Se agachó y me levantó del suelo, sentándome en la cama.
—¿Harás lo que sea? —preguntó suavemente, apartando el cabello de mi cara sudorosa.
—Lo que sea —prometí.
—Bien. —Damián sacó una llave pequeña de su bolsillo.
Abrió el candado de mi muñeca. El metal cayó con un ruido sordo. Me froté la piel magullada, incrédula.
—Vas a bañarte. Te vas a poner un vestido bonito. Te vas a maquillar para ocultar esas ojeras. Y vas a sonreír. —Su voz se endureció—. Vamos a cenar con Nikolai en el comedor. Si lloras, si le dices algo extraño, si intentas correr hacia la puerta... Iván se lo llevará y no volverás a verlo en un mes. ¿Entendido?
Asentí frenéticamente.
—Entendido.
Una hora después, estaba sentada a la mesa del comedor. Llevaba un vestido azul pálido que Damián había elegido.
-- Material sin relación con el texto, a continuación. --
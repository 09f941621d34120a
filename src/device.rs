//! Handle on a single device of the bus
use std::fmt;

use log::debug;
use serde::Serialize;

use crate::{
    address::{LogicalAddress, PhysicalAddress},
    model::{opcode, user_control, CecVersion, Command, PowerStatus, VendorId},
    Cec, Result,
};

/// A device addressed by its logical address.
///
/// Attributes are read from the bus once, when the handle is created. The handle keeps the
/// session alive but owns nothing else.
#[derive(Clone, Serialize)]
pub struct Device {
    #[serde(skip)]
    cec: Cec,

    address: LogicalAddress,
    physical_address: PhysicalAddress,
    vendor: VendorId,
    osd_string: String,
    cec_version: CecVersion,
    language: String,
}

impl Device {
    /// Queries the device at `address`. The session must be open.
    pub fn new(cec: &Cec, address: LogicalAddress) -> Result<Self> {
        cec.ensure_open()?;
        let backend = cec.backend();

        let device = Device {
            cec: cec.clone(),
            address,
            vendor: backend.vendor_id(address)?,
            physical_address: backend.physical_address(address)?,
            cec_version: backend.cec_version(address)?,
            osd_string: backend.osd_name(address)?,
            language: backend.menu_language(address)?,
        };
        debug!(
            "device {}: vendor={} physical={} version={} osd={:?}",
            address, device.vendor, device.physical_address, device.cec_version, device.osd_string
        );

        Ok(device)
    }

    pub fn address(&self) -> LogicalAddress {
        self.address
    }

    pub fn physical_address(&self) -> PhysicalAddress {
        self.physical_address
    }

    pub fn vendor(&self) -> VendorId {
        self.vendor
    }

    /// Name the device reports for on-screen display
    pub fn osd_string(&self) -> &str {
        &self.osd_string
    }

    pub fn cec_version(&self) -> CecVersion {
        self.cec_version
    }

    /// Menu language, as an ISO 639-2 code
    pub fn language(&self) -> &str {
        &self.language
    }

    pub fn power_status(&self) -> Result<PowerStatus> {
        self.cec.ensure_open()?;
        self.cec.backend().power_status(self.address)
    }

    /// Get device power status. Fails if the device didn't report it.
    pub fn is_on(&self) -> Result<bool> {
        self.power_status()?.is_on()
    }

    /// Power on this device. Only sends the request, poll `is_on` to see it take effect.
    pub fn power_on(&self) -> Result<bool> {
        self.cec.ensure_open()?;
        self.cec.backend().power_on(self.address)
    }

    /// Put this device into standby. Only sends the request, poll `is_on` to see it take effect.
    pub fn standby(&self) -> Result<bool> {
        self.cec.ensure_open()?;
        self.cec.backend().standby(self.address)
    }

    /// Select AV input
    pub fn set_av_input(&self, input: u8) -> Result<bool> {
        self.user_control(user_control::SELECT_AV_INPUT, input)
    }

    /// Select audio input
    pub fn set_audio_input(&self, input: u8) -> Result<bool> {
        self.user_control(user_control::SELECT_AUDIO_INPUT, input)
    }

    fn user_control(&self, code: u8, operand: u8) -> Result<bool> {
        self.cec.ensure_open()?;
        let backend = self.cec.backend();
        let command = Command::new(
            backend.primary_address()?,
            self.address,
            opcode::USER_CONTROL_PRESSED,
        )
        .with_parameters(&[code, operand]);

        backend.transmit(&command)
    }
}

impl fmt::Display for Device {
    fn fmt(&self, f: &mut fmt::Formatter<'_>) -> fmt::Result {
        write!(f, "CEC Device {}", self.address)
    }
}

impl fmt::Debug for Device {
    fn fmt(&self, f: &mut fmt::Formatter<'_>) -> fmt::Result {
        write!(f, "Device({})", self.address)
    }
}
//! Streaming transport
//!
//! A transport opens one socket per connection epoch. Decoded frames go to
//! the shared [`InboundChannel`]; lifecycle changes go to the engine as
//! [`TransportEvent`]s tagged with the epoch so a late report from a dead
//! socket can be told apart from the live one.

use futures_util::{SinkExt, StreamExt};
use terminal_core::{ClientRequest, InboundMessage};
use tokio::sync::mpsc;
use tokio_tungstenite::tungstenite::client::IntoClientRequest;
use tokio_tungstenite::tungstenite::http::HeaderValue;
use tokio_tungstenite::{connect_async, tungstenite::Message};
use tracing::{debug, error, info, warn};

use crate::connection::Endpoint;
use crate::inbound::{InboundChannel, InboundFrame};

/// Capacity of the per-connection outbound request queue
const OUTBOUND_CAPACITY: usize = 256;

/// Lifecycle report from a transport task
#[derive(Debug, Clone, PartialEq, Eq)]
pub enum TransportEvent {
    Opened { epoch: u64 },
    Closed { epoch: u64, reason: String },
}

/// Where a transport delivers what it reads
#[derive(Debug, Clone)]
pub struct TransportSink {
    pub epoch: u64,
    pub inbound: InboundChannel,
    pub events: mpsc::Sender<TransportEvent>,
}

impl TransportSink {
    pub async fn opened(&self) {
        let _ = self.events.send(TransportEvent::Opened { epoch: self.epoch }).await;
    }

    pub async fn closed(&self, reason: impl Into<String>) {
        let _ = self
            .events
            .send(TransportEvent::Closed {
                epoch: self.epoch,
                reason: reason.into(),
            })
            .await;
    }

    /// Decode a text frame and queue it, waiting while the queue is full
    pub async fn deliver_text(&self, text: &str) {
        match InboundMessage::parse(text) {
            Ok(message) => {
                self.inbound
                    .push(InboundFrame {
                        epoch: self.epoch,
                        message,
                    })
                    .await
            }
            Err(e) => warn!("[Sync WS] Dropping malformed frame: {}", e),
        }
    }
}

/// The engine's end of one open connection
#[derive(Debug)]
pub struct TransportLink {
    pub epoch: u64,
    outbound: mpsc::Sender<ClientRequest>,
}

impl TransportLink {
    pub fn new(epoch: u64, outbound: mpsc::Sender<ClientRequest>) -> Self {
        Self { epoch, outbound }
    }

    /// Queue a request for the socket; false when it could not be queued
    pub fn send(&self, request: ClientRequest) -> bool {
        match self.outbound.try_send(request) {
            Ok(()) => true,
            Err(e) => {
                warn!("[Sync WS] Outbound request dropped (epoch {}): {}", self.epoch, e);
                false
            }
        }
    }

    /// Ask the task to close the socket
    ///
    /// Dropping the sender ends the write side; the task sends a close frame.
    pub fn close(self) {
        drop(self.outbound);
    }
}

/// Opens streaming connections
pub trait Transport: Send + Sync + 'static {
    fn open(&self, endpoint: Endpoint, sink: TransportSink) -> TransportLink;
}

/// WebSocket transport over tokio-tungstenite
#[derive(Debug, Clone, Default)]
pub struct WsTransport;

impl Transport for WsTransport {
    fn open(&self, endpoint: Endpoint, sink: TransportSink) -> TransportLink {
        let (outbound_tx, outbound_rx) = mpsc::channel(OUTBOUND_CAPACITY);
        let epoch = sink.epoch;
        tokio::spawn(async move {
            let reason = match connection_task(endpoint, &sink, outbound_rx).await {
                Ok(reason) => reason,
                Err(e) => {
                    error!("[Sync WS] Connection failed (epoch {}): {}", sink.epoch, e);
                    e.to_string()
                }
            };
            sink.closed(reason).await;
        });
        TransportLink::new(epoch, outbound_tx)
    }
}

/// Run one socket until it closes; returns why it closed
async fn connection_task(
    endpoint: Endpoint,
    sink: &TransportSink,
    mut outbound: mpsc::Receiver<ClientRequest>,
) -> anyhow::Result<String> {
    let mut request = endpoint.url.as_str().into_client_request()?;
    if let Some(key) = &endpoint.credentials.api_key {
        request
            .headers_mut()
            .insert("X-API-Key", HeaderValue::from_str(key)?);
    }

    // The engine abandons a hung connect by dropping the link
    let connect = connect_async(request);
    tokio::pin!(connect);
    let (ws_stream, _) = loop {
        tokio::select! {
            result = &mut connect => break result?,
            request = outbound.recv() => {
                if request.is_none() {
                    debug!("[Sync WS] Connect abandoned (epoch {})", sink.epoch);
                    return Ok("connect abandoned".to_string());
                }
            }
        }
    };
    info!("[Sync WS] Socket open (epoch {})", sink.epoch);
    sink.opened().await;

    let (mut write, mut read) = ws_stream.split();

    loop {
        tokio::select! {
            msg = read.next() => {
                match msg {
                    Some(Ok(Message::Text(text))) => {
                        sink.deliver_text(&text).await;
                    }
                    Some(Ok(Message::Ping(data))) => {
                        write.send(Message::Pong(data)).await?;
                    }
                    Some(Ok(Message::Close(frame))) => {
                        let reason = frame
                            .map(|f| f.reason.to_string())
                            .unwrap_or_else(|| "closed by server".to_string());
                        info!("[Sync WS] Server closed the connection: {}", reason);
                        return Ok(reason);
                    }
                    Some(Ok(Message::Binary(_))) => {
                        debug!("[Sync WS] Ignoring binary frame");
                    }
                    Some(Ok(_)) => {}
                    Some(Err(e)) => return Err(e.into()),
                    None => return Ok("stream ended".to_string()),
                }
            }

            request = outbound.recv() => {
                match request {
                    Some(request) => {
                        let json = serde_json::to_string(&request)?;
                        write.send(Message::Text(json.into())).await?;
                    }
                    None => {
                        debug!("[Sync WS] Closing socket (epoch {})", sink.epoch);
                        let _ = write.send(Message::Close(None)).await;
                        return Ok("closed locally".to_string());
                    }
                }
            }
        }
    }
}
Mis manos temblaban bajo la mesa, pero mi rostro estaba compuesto.
Damián estaba en la cabecera.
Iván entró con Nikolai.
Mi hijo corrió hacia mí.
—¡Mami!
El impacto de su pequeño cuerpo contra el mío casi me hizo caer de la silla. Lo abracé con tanta fuerza que temí lastimarlo, oliendo su cabello, sintiendo su calor. Era real. Estaba bien.
—Te extrañé, mi amor —susurré, conteniendo las ganas de llorar a gritos.
—Papá dijo que estabas malita de la cabeza —dijo Nikolai, mirándome con sus grandes ojos grises—. ¿Ya te curaste?
Miré a Damián. Él me observaba desde el otro lado de la mesa, con el tenedor en la mano, esperando mi respuesta. Era una prueba.